This implies the previous FCC head was effectively regulating the telco and
cable companies before, which is not accurate. It's gotten _worse_ , but it's
never been _good_. The telco/cable industry is basically a crime syndicate
that operates in their own world of murky legality. Somehow, they keep getting
away with atrocious behavior that hurts consumers and keeps competitors out.

So many things they do as standard practice ought to be illegal, but they're
really good at lobbying. They may not be good at providing customer service or
competent at providing internet but they're very good at manipulating the law
to suit their interests. And, even given the incredibly favorable legal
climate they exist in, they push past the law and do shit like this.

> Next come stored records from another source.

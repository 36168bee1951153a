mod plan;
mod progress;
mod session;
mod workflow;

// Public API of the study subsystem.
pub use crate::error::StudyError;
pub use plan::{StudyPlan, StudyPlanBuilder, StudyScope};
pub use progress::{SessionProgress, SessionStats};
pub use session::StudySession;
pub use workflow::{StudyAnswerResult, StudyLoopService};
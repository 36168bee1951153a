use std::sync::Arc;
use std::time::Duration;

use sqlx::{SqlitePool, sqlite::SqlitePoolOptions};
use thiserror::Error;

use crate::repository::{SlotRepository, Storage};

mod migrate;
mod slot_repo;

#[derive(Clone)]
pub struct SqliteRepository {
    pool: SqlitePool,
}

#[derive(Debug, Error)]
#[non_exhaustive]
pub enum SqliteInitError {
    #[error(transparent)]
    Sqlx(#[from] sqlx::Error),
}

impl SqliteRepository {
    /// Connect to `SQLite` using the given URL.
    ///
    /// # Errors
    ///
    /// Returns `SqliteInitError` if the connection cannot be established or
    /// the connection pragmas fail.
    pub async fn connect(database_url: &str) -> Result<Self, SqliteInitError> {
        let pool = SqlitePoolOptions::new()
            .max_connections(1)
            .acquire_timeout(Duration::from_secs(5))
            .after_connect(|conn, _meta| {
                Box::pin(async move {
                    sqlx::query("PRAGMA journal_mode = WAL;")
                        .execute(&mut *conn)
                        .await?;
                    sqlx::query("PRAGMA busy_timeout = 5000;")
                        .execute(&mut *conn)
                        .await?;
                    Ok(())
                })
            })
            .connect(database_url)
            .await?;
        tracing::debug!(database_url, "sqlite pool connected");
        Ok(Self { pool })
    }

    #[must_use]
    pub fn pool(&self) -> &SqlitePool {
        &self.pool
    }

    /// Create tables if they do not exist.
    ///
    /// # Errors
    ///
    /// Returns `SqliteInitError` if migration queries fail.
    pub async fn migrate(&self) -> Result<(), SqliteInitError> {
        migrate::run_migrations(&self.pool).await
    }
}

impl Storage {
    /// Build a `Storage` backed by `SQLite`.
    ///
    /// # Errors
    ///
    /// Returns `SqliteInitError` if connection or migrations cannot be
    /// completed.
    pub async fn sqlite(database_url: &str) -> Result<Self, SqliteInitError> {
        let repo = SqliteRepository::connect(database_url).await?;
        repo.migrate().await?;
        let slots: Arc<dyn SlotRepository> = Arc::new(repo);
        Ok(Self { slots })
    }
}
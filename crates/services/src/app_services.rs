use std::sync::Arc;

use storage::repository::Storage;

use crate::Clock;
use crate::catalog::CardCatalog;
use crate::error::AppServicesError;
use crate::loader::RecordLoader;
use crate::progress_service::ProgressStore;
use crate::study::StudyLoopService;

/// Assembles app-facing services over one storage backend.
#[derive(Clone)]
pub struct AppServices {
    progress: Arc<ProgressStore>,
    study_loop: Arc<StudyLoopService>,
    catalog: Arc<CardCatalog>,
}

impl AppServices {
    /// Build services backed by `SQLite` storage.
    ///
    /// # Errors
    ///
    /// Returns `AppServicesError` if storage initialization fails.
    pub async fn new_sqlite(
        db_url: &str,
        clock: Clock,
        loader: RecordLoader,
    ) -> Result<Self, AppServicesError> {
        let storage = Storage::sqlite(db_url).await?;
        Ok(Self::from_storage(&storage, clock, loader).await)
    }

    /// Build services over volatile in-memory storage.
    pub async fn new_in_memory(clock: Clock, loader: RecordLoader) -> Self {
        Self::from_storage(&Storage::in_memory(), clock, loader).await
    }

    async fn from_storage(storage: &Storage, clock: Clock, loader: RecordLoader) -> Self {
        let progress = Arc::new(ProgressStore::open(Arc::clone(&storage.slots)).await);
        let study_loop = Arc::new(StudyLoopService::new(clock, Arc::clone(&progress)));
        let catalog = Arc::new(CardCatalog::new(loader));

        Self {
            progress,
            study_loop,
            catalog,
        }
    }

    #[must_use]
    pub fn progress(&self) -> Arc<ProgressStore> {
        Arc::clone(&self.progress)
    }

    #[must_use]
    pub fn study_loop(&self) -> Arc<StudyLoopService> {
        Arc::clone(&self.study_loop)
    }

    #[must_use]
    pub fn catalog(&self) -> Arc<CardCatalog> {
        Arc::clone(&self.catalog)
    }
}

And, that's why the US is so far down the list in terms of internet speed and
quality. The operators aren't in the business of providing good service,
they're in the business of making it impossible for anyone to effectively
compete with them via any means available (regardless of legality or
ethicality).

------
5ilv3r
Mom and pop shops have so little recourse against this kind of abuse. I grew
up in one that was killed by verizon, and this stuff still stings.

------
bitlax
I've had Comcast employees call me posing as my current cable provider in
order to verify my monthly payment.

------
dangjc
The regulators need to crack down on this. If Comcast controls the regulators,
they need to be broken up. No one company should have that much political
power.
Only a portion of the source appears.